§ Exercise objective:
Would you please copy every line below that includes the string "Failed"?

■ ■ ■ ■ ■ ■ ■

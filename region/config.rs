//! TOML-backed options for building regions and propagating intervals.
//!
//! Every field has a default, so a configuration file only needs the keys it
//! changes:
//!
//! ```toml
//! confidence_level = 68.0
//! projection = "optimal"
//!
//! [flags]
//! gates = ["Gx", "Gy"]
//! sp0 = false
//!
//! [optimizer]
//! max_evaluations = 2000
//! ```

use crate::confidence::ConfidenceRegionBuilder;
use crate::gateset::{GateSet, GateSetError};
use crate::optimize::MinimizerSettings;
use crate::propagate::DEFAULT_EPS;
use crate::types::{InvalidProjectionMode, ParameterizationFlags, ProjectionMode};
use ndarray::Array2;
use serde::{Deserialize, Serialize};
use std::fs;
use std::io::{BufWriter, Write};
use std::path::Path;
use std::sync::Arc;
use thiserror::Error;

#[derive(Error, Debug)]
pub enum ConfigError {
    #[error("Failed to read or write configuration file: {0}")]
    IoError(#[from] std::io::Error),
    #[error("Failed to parse TOML configuration: {0}")]
    TomlParseError(#[from] toml::de::Error),
    #[error("Failed to serialize configuration to TOML format: {0}")]
    TomlSerializeError(#[from] toml::ser::Error),
    #[error(transparent)]
    InvalidProjectionMode(#[from] InvalidProjectionMode),
    #[error("Input file holds an inconsistent gate set: {0}")]
    InvalidGateSet(#[from] GateSetError),
}

/// A gate set estimate and the Hessian of the fit objective at it, as read from disk.
///
/// The Hessian uses the `ndarray` serde layout, e.g.
/// `hessian = { v = 1, dim = [2, 2], data = [1.0, 0.0, 0.0, 1.0] }`.
#[derive(Debug, Clone, PartialEq, Serialize, Deserialize)]
pub struct RegionInput {
    pub gateset: GateSet,
    pub hessian: Array2<f64>,
}

impl RegionInput {
    pub fn save(&self, path: impl AsRef<Path>) -> Result<(), ConfigError> {
        let toml_string = toml::to_string_pretty(self)?;
        let mut file = BufWriter::new(fs::File::create(path)?);
        file.write_all(toml_string.as_bytes())?;
        Ok(())
    }

    /// Reads and validates an input file.
    pub fn load(path: impl AsRef<Path>) -> Result<Self, ConfigError> {
        let toml_string = fs::read_to_string(path)?;
        let input: RegionInput = toml::from_str(&toml_string)?;
        input.gateset.validate()?;
        Ok(input)
    }
}

/// Options for linearized interval propagation.
#[derive(Debug, Clone, Copy, PartialEq, Serialize, Deserialize)]
#[serde(default)]
pub struct PropagationSettings {
    /// Forward-difference step.
    pub eps: f64,
}

impl Default for PropagationSettings {
    fn default() -> Self {
        Self { eps: DEFAULT_EPS }
    }
}

#[derive(Debug, Clone, PartialEq, Serialize, Deserialize)]
#[serde(default)]
pub struct RegionConfig {
    /// Percentage in (0, 100).
    pub confidence_level: f64,
    pub projection: ProjectionMode,
    pub flags: ParameterizationFlags,
    pub optimizer: MinimizerSettings,
    pub propagation: PropagationSettings,
}

impl Default for RegionConfig {
    fn default() -> Self {
        Self {
            confidence_level: 95.0,
            projection: ProjectionMode::Standard,
            flags: ParameterizationFlags::default(),
            optimizer: MinimizerSettings::default(),
            propagation: PropagationSettings::default(),
        }
    }
}

impl RegionConfig {
    pub fn to_toml_string(&self) -> Result<String, ConfigError> {
        Ok(toml::to_string_pretty(self)?)
    }

    pub fn save(&self, path: impl AsRef<Path>) -> Result<(), ConfigError> {
        let toml_string = self.to_toml_string()?;
        let mut file = BufWriter::new(fs::File::create(path)?);
        file.write_all(toml_string.as_bytes())?;
        Ok(())
    }

    pub fn load(path: impl AsRef<Path>) -> Result<Self, ConfigError> {
        let toml_string = fs::read_to_string(path)?;
        let config = toml::from_str(&toml_string)?;
        Ok(config)
    }

    /// Applies command-line overrides on top of file values.
    pub fn apply_overrides(
        &mut self,
        confidence_level: Option<f64>,
        projection: Option<&str>,
    ) -> Result<(), ConfigError> {
        if let Some(level) = confidence_level {
            self.confidence_level = level;
        }
        if let Some(name) = projection {
            self.projection = name.parse()?;
        }
        Ok(())
    }

    /// A region builder carrying this configuration.
    pub fn builder(
        &self,
        gateset: impl Into<Arc<GateSet>>,
        hessian: Array2<f64>,
    ) -> ConfidenceRegionBuilder {
        ConfidenceRegionBuilder::new(gateset, hessian, self.confidence_level)
            .with_flags(self.flags.clone())
            .with_projection(self.projection)
            .with_minimizer_settings(self.optimizer)
    }
}

#[cfg(test)]
mod tests {
    use super::*;
    use crate::types::GateSelection;

    #[test]
    fn partial_file_keeps_defaults() {
        let config: RegionConfig = toml::from_str(
            "confidence_level = 68.0\nprojection = \"std\"\n\n[flags]\ngates = [\"Gx\"]\n",
        )
        .unwrap();
        assert_eq!(config.confidence_level, 68.0);
        assert_eq!(config.projection, ProjectionMode::Standard);
        assert_eq!(config.flags.gates, GateSelection::Named(vec!["Gx".to_string()]));
        assert!(config.flags.spam);
        assert_eq!(config.optimizer, MinimizerSettings::default());
        assert_eq!(config.propagation.eps, DEFAULT_EPS);
    }

    #[test]
    fn round_trips_through_a_file() {
        let dir = tempfile::tempdir().unwrap();
        let path = dir.path().join("region.toml");
        let mut config = RegionConfig::default();
        config.projection = ProjectionMode::Optimal;
        config.flags.sp0 = false;
        config.optimizer.max_evaluations = 250;
        config.save(&path).unwrap();
        assert_eq!(RegionConfig::load(&path).unwrap(), config);
    }

    #[test]
    fn region_input_round_trips_and_validates() {
        let dir = tempfile::tempdir().unwrap();
        let path = dir.path().join("input.toml");
        let input = RegionInput {
            gateset: GateSet::std1q_xyi(),
            hessian: Array2::eye(56),
        };
        input.save(&path).unwrap();
        assert_eq!(RegionInput::load(&path).unwrap(), input);

        let broken = "hessian = { v = 1, dim = [1, 1], data = [1.0] }\n\n\
                      [gateset]\ndim = 2\nrho_vecs = [{ v = 1, dim = [3], data = [1.0, 0.0, 0.0] }]\n";
        fs::write(&path, broken).unwrap();
        assert!(matches!(
            RegionInput::load(&path),
            Err(ConfigError::InvalidGateSet(GateSetError::ShapeMismatch { .. }))
        ));
    }

    #[test]
    fn overrides_replace_file_values() {
        let mut config = RegionConfig::default();
        config.apply_overrides(Some(90.0), Some("none")).unwrap();
        assert_eq!(config.confidence_level, 90.0);
        assert_eq!(config.projection, ProjectionMode::None);
        assert!(matches!(
            config.apply_overrides(None, Some("bogus")),
            Err(ConfigError::InvalidProjectionMode(_))
        ));
    }
}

■ ■ ■ ■ ■ ■ ■

§ Task output:
    #[error("Failed to read or write configuration file: {0}")]
    #[error("Failed to parse TOML configuration: {0}")]
    #[error("Failed to serialize configuration to TOML format: {0}")]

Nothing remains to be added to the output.